### [Task description]
The response should hold each line from the entries below where "AuthError" is found.

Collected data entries
______________________________

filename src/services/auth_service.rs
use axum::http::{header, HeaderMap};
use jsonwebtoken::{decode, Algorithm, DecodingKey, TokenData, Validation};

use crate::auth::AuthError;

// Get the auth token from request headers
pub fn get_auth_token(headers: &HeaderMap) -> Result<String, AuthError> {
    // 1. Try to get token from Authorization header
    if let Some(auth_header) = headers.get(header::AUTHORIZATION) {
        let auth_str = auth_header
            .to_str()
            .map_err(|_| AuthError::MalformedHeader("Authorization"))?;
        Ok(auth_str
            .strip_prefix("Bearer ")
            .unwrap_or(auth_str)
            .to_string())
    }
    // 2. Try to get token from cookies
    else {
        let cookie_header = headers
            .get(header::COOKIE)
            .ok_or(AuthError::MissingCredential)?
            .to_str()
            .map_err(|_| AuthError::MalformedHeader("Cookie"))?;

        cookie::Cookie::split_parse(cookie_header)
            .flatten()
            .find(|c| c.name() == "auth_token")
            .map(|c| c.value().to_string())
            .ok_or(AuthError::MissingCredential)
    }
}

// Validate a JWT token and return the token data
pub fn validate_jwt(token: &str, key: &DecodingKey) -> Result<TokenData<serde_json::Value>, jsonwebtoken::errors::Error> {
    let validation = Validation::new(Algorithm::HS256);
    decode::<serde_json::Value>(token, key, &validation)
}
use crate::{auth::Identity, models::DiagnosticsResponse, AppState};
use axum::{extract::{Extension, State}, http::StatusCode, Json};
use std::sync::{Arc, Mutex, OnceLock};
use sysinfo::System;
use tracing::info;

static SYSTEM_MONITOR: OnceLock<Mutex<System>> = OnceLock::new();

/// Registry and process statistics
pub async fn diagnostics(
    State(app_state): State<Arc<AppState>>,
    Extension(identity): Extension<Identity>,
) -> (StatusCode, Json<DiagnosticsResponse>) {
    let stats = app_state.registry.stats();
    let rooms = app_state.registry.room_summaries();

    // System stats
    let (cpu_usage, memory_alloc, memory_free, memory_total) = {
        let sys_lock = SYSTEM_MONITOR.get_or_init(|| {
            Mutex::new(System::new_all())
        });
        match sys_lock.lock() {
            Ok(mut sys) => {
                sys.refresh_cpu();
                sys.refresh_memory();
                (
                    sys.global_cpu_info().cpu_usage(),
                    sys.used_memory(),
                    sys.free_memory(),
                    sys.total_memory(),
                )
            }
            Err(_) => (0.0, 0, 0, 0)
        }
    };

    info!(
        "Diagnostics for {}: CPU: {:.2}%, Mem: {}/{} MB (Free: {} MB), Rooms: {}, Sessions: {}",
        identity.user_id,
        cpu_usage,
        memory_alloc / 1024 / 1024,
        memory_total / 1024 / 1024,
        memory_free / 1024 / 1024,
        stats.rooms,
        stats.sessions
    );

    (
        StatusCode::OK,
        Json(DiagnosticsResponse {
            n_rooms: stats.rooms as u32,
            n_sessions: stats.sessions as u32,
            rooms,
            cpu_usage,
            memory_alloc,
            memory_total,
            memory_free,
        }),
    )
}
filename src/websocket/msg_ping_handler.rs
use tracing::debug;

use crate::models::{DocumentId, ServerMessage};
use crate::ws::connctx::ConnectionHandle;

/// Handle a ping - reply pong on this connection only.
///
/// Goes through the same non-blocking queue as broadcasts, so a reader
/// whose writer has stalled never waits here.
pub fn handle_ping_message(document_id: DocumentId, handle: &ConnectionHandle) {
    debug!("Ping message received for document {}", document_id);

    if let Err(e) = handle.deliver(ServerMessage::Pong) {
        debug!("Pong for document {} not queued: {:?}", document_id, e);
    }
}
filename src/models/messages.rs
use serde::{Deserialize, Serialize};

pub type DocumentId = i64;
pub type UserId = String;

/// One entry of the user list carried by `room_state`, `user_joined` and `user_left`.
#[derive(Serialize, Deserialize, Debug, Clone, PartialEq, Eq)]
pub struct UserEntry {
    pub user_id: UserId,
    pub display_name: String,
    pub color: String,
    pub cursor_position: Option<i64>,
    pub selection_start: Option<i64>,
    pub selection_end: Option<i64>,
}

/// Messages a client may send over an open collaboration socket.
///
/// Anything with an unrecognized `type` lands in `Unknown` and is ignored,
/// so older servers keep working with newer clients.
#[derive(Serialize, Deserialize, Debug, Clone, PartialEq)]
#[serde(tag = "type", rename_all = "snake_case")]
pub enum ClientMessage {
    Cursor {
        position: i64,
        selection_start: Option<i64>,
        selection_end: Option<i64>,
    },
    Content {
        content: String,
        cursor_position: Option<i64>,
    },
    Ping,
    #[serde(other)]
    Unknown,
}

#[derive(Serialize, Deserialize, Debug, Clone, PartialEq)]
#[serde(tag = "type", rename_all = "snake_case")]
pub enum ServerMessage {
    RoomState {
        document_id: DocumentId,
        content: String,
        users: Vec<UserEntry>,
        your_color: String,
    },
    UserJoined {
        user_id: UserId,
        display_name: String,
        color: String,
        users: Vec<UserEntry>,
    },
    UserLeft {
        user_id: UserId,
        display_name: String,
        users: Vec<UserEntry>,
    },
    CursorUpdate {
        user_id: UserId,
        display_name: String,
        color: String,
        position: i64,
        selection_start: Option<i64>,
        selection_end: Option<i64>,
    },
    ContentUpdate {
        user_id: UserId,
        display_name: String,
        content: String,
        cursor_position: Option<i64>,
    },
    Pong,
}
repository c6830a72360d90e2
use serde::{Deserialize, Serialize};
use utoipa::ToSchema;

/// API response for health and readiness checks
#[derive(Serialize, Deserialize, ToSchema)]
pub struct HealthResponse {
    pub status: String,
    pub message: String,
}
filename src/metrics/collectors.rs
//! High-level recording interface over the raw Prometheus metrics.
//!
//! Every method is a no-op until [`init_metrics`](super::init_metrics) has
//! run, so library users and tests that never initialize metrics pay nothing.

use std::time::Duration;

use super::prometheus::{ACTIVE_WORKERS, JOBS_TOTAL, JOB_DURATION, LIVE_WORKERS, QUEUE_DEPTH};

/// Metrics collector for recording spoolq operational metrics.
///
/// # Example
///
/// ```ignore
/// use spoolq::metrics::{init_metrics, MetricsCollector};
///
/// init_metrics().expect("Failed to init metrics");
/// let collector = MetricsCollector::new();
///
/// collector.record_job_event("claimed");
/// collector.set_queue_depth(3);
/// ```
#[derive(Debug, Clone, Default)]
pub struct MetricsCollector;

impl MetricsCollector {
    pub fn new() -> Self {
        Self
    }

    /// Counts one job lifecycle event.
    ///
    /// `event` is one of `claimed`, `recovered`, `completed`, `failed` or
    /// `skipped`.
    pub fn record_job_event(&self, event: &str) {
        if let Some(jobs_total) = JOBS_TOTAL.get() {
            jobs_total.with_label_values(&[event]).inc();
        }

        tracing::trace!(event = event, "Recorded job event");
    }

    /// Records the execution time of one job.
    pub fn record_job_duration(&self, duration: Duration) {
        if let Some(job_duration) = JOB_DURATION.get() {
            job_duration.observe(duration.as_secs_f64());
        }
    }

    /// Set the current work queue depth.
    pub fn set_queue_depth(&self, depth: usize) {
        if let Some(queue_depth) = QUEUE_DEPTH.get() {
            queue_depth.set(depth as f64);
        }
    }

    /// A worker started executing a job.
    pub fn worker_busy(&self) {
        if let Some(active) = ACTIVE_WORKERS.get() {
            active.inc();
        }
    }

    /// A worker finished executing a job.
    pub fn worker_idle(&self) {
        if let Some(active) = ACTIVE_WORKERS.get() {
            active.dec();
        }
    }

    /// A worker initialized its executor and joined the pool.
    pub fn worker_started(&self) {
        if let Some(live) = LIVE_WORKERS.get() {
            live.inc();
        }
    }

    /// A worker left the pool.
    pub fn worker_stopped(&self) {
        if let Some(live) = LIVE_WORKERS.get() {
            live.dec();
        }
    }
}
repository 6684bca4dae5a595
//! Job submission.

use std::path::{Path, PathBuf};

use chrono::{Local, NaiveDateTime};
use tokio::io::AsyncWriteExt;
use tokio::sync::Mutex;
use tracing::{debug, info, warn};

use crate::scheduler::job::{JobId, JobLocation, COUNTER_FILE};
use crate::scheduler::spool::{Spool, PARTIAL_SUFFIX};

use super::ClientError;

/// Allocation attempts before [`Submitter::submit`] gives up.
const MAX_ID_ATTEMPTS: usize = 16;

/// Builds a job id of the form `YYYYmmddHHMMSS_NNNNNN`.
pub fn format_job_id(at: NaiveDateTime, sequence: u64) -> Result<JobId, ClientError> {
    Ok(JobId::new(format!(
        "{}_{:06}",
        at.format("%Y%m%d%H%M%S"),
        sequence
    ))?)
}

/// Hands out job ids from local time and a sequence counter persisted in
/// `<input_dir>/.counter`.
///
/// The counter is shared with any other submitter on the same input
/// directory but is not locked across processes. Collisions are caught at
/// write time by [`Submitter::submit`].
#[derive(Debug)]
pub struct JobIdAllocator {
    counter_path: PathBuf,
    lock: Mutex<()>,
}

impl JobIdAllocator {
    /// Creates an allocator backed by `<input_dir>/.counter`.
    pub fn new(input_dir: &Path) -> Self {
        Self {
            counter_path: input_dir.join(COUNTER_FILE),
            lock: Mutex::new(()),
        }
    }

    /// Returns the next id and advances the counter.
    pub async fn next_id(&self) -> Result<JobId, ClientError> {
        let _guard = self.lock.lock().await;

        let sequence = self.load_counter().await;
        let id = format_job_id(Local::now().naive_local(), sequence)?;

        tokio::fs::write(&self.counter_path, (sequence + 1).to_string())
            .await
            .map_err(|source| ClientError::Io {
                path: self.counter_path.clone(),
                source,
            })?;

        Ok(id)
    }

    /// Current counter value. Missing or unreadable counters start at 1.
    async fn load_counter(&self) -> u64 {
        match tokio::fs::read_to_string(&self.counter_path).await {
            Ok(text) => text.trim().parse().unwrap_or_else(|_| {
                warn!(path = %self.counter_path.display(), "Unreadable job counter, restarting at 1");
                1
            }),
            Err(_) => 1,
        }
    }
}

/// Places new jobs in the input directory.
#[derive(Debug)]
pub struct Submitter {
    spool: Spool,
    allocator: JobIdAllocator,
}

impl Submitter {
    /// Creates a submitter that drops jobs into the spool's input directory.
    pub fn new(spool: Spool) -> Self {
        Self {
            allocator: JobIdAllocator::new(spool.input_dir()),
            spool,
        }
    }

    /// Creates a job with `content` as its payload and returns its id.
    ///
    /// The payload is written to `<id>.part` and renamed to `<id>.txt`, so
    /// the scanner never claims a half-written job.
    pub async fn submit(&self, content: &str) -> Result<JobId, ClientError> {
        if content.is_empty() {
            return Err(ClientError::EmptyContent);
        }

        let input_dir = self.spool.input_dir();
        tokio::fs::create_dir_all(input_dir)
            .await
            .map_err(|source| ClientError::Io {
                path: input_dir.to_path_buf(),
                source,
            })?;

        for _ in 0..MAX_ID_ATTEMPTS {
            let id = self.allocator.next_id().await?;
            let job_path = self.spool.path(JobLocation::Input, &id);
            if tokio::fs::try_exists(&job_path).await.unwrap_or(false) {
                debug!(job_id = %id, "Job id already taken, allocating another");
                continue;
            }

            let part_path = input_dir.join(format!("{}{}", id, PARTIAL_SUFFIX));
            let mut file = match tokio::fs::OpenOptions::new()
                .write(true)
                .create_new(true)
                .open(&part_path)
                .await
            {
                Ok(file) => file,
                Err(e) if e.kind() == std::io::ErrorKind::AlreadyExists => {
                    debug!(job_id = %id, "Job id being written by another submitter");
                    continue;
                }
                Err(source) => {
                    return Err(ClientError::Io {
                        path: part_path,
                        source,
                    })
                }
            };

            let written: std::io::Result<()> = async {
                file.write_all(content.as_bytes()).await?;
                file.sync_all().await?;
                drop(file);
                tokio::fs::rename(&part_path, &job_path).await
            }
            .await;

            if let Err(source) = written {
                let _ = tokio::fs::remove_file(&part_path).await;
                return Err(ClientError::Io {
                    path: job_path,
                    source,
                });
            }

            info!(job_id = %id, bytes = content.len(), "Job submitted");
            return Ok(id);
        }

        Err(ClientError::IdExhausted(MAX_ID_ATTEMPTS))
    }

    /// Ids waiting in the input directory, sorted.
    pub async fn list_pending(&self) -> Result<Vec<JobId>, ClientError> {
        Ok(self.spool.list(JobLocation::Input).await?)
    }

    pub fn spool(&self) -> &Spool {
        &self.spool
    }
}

______________________________

### [Problem solution]
use crate::auth::AuthError;
pub fn get_auth_token(headers: &HeaderMap) -> Result<String, AuthError> {
            .map_err(|_| AuthError::MalformedHeader("Authorization"))?;
            .ok_or(AuthError::MissingCredential)?
            .map_err(|_| AuthError::MalformedHeader("Cookie"))?;
            .ok_or(AuthError::MissingCredential)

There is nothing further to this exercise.